En cuanto todos los ingenieros y técnicos salieron delbúnker, Ray les dijo que se reunieran con los soldados. Mientras tanto, los periodistas que habían observado el acontecimiento desde detrás decidieron cruzar el cerco derribado con sus furgonetas a prueba de balas. Sus cámaras habían grabado (y, sin duda alguna, seguían emitiendo) la asombrosa imagen del nuevo e inmenso Kuin de Wyoming. Nuestro fracaso ya era público.

—Ayúdame a llevar a Sue a la furgoneta —me pidió Ray.

Sue había dejado de gemir pero seguía mirando fijamente al Cronolito. Ray estaba a su lado, sujetándola.

—Esto no está bien… —susurró Sue.

—Por supuesto que no está bien. Vamos, Sue. Tenemos que salir de aquí.

Ella se liberó de sus manos.

—No, me refiero al Cronolito. Los números son demasiado elevados. Necesito un sextante. Y un mapa. Hay un mapa topográfico en la furgoneta, pero… ¡Hitch!

Hitch se giró.

—¡Necesito un sextante! ¡Pídeselo a uno de los ingenieros!

—¿Qué cojones…? —murmuró Hitch.

—¡Un sextante!

Hitch le dijo a Ray que pusiera en marcha el automóvil mientras nosotros corríamos hacia el vehículo de vigilancia para coger un sextante digital y un trípode. A pesar de las fuertes ráfagas de viento, Sue consiguió fijar el instrumento y garabateó unos números en su cuaderno.

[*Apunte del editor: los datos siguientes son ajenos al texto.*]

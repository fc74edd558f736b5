// src/commands/registry.rs

//! # Service registry commands
//!
//! `list services`, `get service`, `register service` and
//! `deregister service` over a shared service directory. Registration takes
//! a JSON service definition (see [`Service`]); deregistration accepts
//! either a definition or a bare service name.

use std::collections::BTreeMap;
use std::sync::{Arc, Mutex, MutexGuard, PoisonError};

use anyhow::{Context as _, anyhow};

use crate::{
    core::{command::CommandNode, parser::required_arg},
    models::Service,
};

/// The directory of known services, shared across the captured actions.
pub type ServiceDirectory = Arc<Mutex<BTreeMap<String, Service>>>;

pub fn directory() -> ServiceDirectory {
    Arc::default()
}

fn lock(directory: &ServiceDirectory) -> MutexGuard<'_, BTreeMap<String, Service>> {
    directory.lock().unwrap_or_else(PoisonError::into_inner)
}

/// The command trees this module contributes.
pub fn commands(directory: &ServiceDirectory) -> Vec<CommandNode> {
    let list_services = {
        let directory = Arc::clone(directory);
        CommandNode::new("services", "List services in registry").with_action(move |_, _| {
            let services = lock(&directory);
            let names: Vec<&str> = services.keys().map(String::as_str).collect();
            Ok(names.join("\n").into_bytes())
        })
    };

    let get_service = {
        let directory = Arc::clone(directory);
        CommandNode::new("service", "Get service from registry").with_action(move |_, args| {
            let name = required_arg(args, 0, "service")?;
            let services = lock(&directory);
            let service = services
                .get(name)
                .ok_or_else(|| anyhow!("service not found: '{name}'"))?;
            serde_json::to_vec_pretty(service).context("failed to render service definition")
        })
    };

    let register_service = {
        let directory = Arc::clone(directory);
        CommandNode::new("service", "Register a service with JSON definition").with_action(
            move |_, args| {
                let definition = required_arg(args, 0, "definition")?;
                let service: Service = serde_json::from_str(definition)
                    .context("invalid service definition")?;
                lock(&directory).insert(service.name.clone(), service);
                Ok(b"ok".to_vec())
            },
        )
    };

    let deregister_service = {
        let directory = Arc::clone(directory);
        CommandNode::new("service", "Deregister a service with JSON definition").with_action(
            move |_, args| {
                let definition = required_arg(args, 0, "definition")?;
                // Accept a full definition or a bare name.
                let name = serde_json::from_str::<Service>(definition)
                    .map(|service| service.name)
                    .unwrap_or_else(|_| definition.to_string());
                match lock(&directory).remove(&name) {
                    Some(_) => Ok(b"ok".to_vec()),
                    None => Err(anyhow!("service not found: '{name}'")),
                }
            },
        )
    };

    vec![
        CommandNode::new("list", "List items in registry or network")
            .with_subcommands(vec![list_services]),
        CommandNode::new("get", "Get item from registry").with_subcommands(vec![get_service]),
        CommandNode::new("register", "Register an item in the registry")
            .with_subcommands(vec![register_service]),
        CommandNode::new("deregister", "Deregister an item in the registry")
            .with_subcommands(vec![deregister_service]),
    ]
}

—Creo que eso ya no tiene ninguna importancia —comentó Ray, con amabilidad y firmeza.

—¿Qué?

—Tomar medidas.

—No lo estoy haciendo por diversión —respondió Sue con voz enérgica. Cuando intentó plegar el trípode, se desvaneció en brazos de Ray y la llevamos a la furgoneta.

Recogí su libreta del gélido barro.

Hitch cogió el volante mientras Ray y yo tapábamos a Sue con una manta y poníamos un cojín bajo su cabeza. Cuando los soldados de las Unifuerzas nos obligaron a detenernos, un guardia armado con un rifle se acercó a la ventanilla y observó a Hitch con una expresión nerviosa.